## Exercise objective
Provide an exact repetition of every entry, with no word altered.

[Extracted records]
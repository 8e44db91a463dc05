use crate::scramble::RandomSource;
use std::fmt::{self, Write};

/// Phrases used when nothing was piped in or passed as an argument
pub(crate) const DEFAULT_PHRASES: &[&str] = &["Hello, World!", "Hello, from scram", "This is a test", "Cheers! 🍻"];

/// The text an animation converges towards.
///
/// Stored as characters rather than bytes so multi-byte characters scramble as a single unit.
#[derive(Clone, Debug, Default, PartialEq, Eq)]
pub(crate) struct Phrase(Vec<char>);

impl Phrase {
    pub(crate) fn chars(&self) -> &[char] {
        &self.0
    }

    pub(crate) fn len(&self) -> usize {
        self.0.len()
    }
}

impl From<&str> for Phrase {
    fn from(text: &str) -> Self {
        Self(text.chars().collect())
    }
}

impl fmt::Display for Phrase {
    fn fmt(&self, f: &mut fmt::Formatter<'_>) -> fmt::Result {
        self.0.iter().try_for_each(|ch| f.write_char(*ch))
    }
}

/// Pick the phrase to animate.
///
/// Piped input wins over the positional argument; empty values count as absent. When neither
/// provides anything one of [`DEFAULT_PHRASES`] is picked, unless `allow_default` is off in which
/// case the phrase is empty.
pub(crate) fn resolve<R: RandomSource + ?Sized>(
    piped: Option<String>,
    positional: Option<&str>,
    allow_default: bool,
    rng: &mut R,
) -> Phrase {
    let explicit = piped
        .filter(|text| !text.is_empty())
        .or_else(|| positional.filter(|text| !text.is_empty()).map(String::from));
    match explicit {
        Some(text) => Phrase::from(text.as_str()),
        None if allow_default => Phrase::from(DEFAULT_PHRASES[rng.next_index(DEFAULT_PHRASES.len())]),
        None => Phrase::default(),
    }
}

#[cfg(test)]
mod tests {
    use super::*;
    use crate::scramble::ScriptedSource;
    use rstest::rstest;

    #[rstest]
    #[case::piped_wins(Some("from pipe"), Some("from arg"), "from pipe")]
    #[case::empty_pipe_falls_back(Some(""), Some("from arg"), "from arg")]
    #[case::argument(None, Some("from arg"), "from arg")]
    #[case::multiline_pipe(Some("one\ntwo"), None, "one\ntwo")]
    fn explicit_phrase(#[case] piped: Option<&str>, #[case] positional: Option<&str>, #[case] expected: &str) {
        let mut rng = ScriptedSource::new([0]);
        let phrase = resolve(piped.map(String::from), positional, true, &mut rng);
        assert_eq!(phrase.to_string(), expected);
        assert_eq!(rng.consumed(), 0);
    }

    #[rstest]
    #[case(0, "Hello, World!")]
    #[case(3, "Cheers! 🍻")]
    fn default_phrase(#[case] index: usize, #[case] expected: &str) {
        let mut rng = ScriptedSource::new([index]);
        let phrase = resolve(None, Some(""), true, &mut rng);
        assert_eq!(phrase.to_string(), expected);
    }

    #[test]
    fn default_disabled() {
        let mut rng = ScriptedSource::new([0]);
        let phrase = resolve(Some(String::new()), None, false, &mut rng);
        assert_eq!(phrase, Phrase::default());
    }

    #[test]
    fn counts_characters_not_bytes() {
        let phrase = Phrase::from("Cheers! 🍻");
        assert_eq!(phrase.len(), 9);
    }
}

## Written reply
repository 8e44db91a463dc05
use crate::scramble::RandomSource;
use std::fmt::{self, Write};

/// Phrases used when nothing was piped in or passed as an argument
pub(crate) const DEFAULT_PHRASES: &[&str] = &["Hello, World!", "Hello, from scram", "This is a test", "Cheers! 🍻"];

/// The text an animation converges towards.
///
/// Stored as characters rather than bytes so multi-byte characters scramble as a single unit.
#[derive(Clone, Debug, Default, PartialEq, Eq)]
pub(crate) struct Phrase(Vec<char>);

impl Phrase {
    pub(crate) fn chars(&self) -> &[char] {
        &self.0
    }

    pub(crate) fn len(&self) -> usize {
        self.0.len()
    }
}

impl From<&str> for Phrase {
    fn from(text: &str) -> Self {
        Self(text.chars().collect())
    }
}

impl fmt::Display for Phrase {
    fn fmt(&self, f: &mut fmt::Formatter<'_>) -> fmt::Result {
        self.0.iter().try_for_each(|ch| f.write_char(*ch))
    }
}

/// Pick the phrase to animate.
///
/// Piped input wins over the positional argument; empty values count as absent. When neither
/// provides anything one of [`DEFAULT_PHRASES`] is picked, unless `allow_default` is off in which
/// case the phrase is empty.
pub(crate) fn resolve<R: RandomSource + ?Sized>(
    piped: Option<String>,
    positional: Option<&str>,
    allow_default: bool,
    rng: &mut R,
) -> Phrase {
    let explicit = piped
        .filter(|text| !text.is_empty())
        .or_else(|| positional.filter(|text| !text.is_empty()).map(String::from));
    match explicit {
        Some(text) => Phrase::from(text.as_str()),
        None if allow_default => Phrase::from(DEFAULT_PHRASES[rng.next_index(DEFAULT_PHRASES.len())]),
        None => Phrase::default(),
    }
}

#[cfg(test)]
mod tests {
    use super::*;
    use crate::scramble::ScriptedSource;
    use rstest::rstest;

    #[rstest]
    #[case::piped_wins(Some("from pipe"), Some("from arg"), "from pipe")]
    #[case::empty_pipe_falls_back(Some(""), Some("from arg"), "from arg")]
    #[case::argument(None, Some("from arg"), "from arg")]
    #[case::multiline_pipe(Some("one\ntwo"), None, "one\ntwo")]
    fn explicit_phrase(#[case] piped: Option<&str>, #[case] positional: Option<&str>, #[case] expected: &str) {
        let mut rng = ScriptedSource::new([0]);
        let phrase = resolve(piped.map(String::from), positional, true, &mut rng);
        assert_eq!(phrase.to_string(), expected);
        assert_eq!(rng.consumed(), 0);
    }

    #[rstest]
    #[case(0, "Hello, World!")]
    #[case(3, "Cheers! 🍻")]
    fn default_phrase(#[case] index: usize, #[case] expected: &str) {
        let mut rng = ScriptedSource::new([index]);
        let phrase = resolve(None, Some(""), true, &mut rng);
        assert_eq!(phrase.to_string(), expected);
    }

    #[test]
    fn default_disabled() {
        let mut rng = ScriptedSource::new([0]);
        let phrase = resolve(Some(String::new()), None, false, &mut rng);
        assert_eq!(phrase, Phrase::default());
    }

    #[test]
    fn counts_characters_not_bytes() {
        let phrase = Phrase::from("Cheers! 🍻");
        assert_eq!(phrase.len(), 9);
    }
}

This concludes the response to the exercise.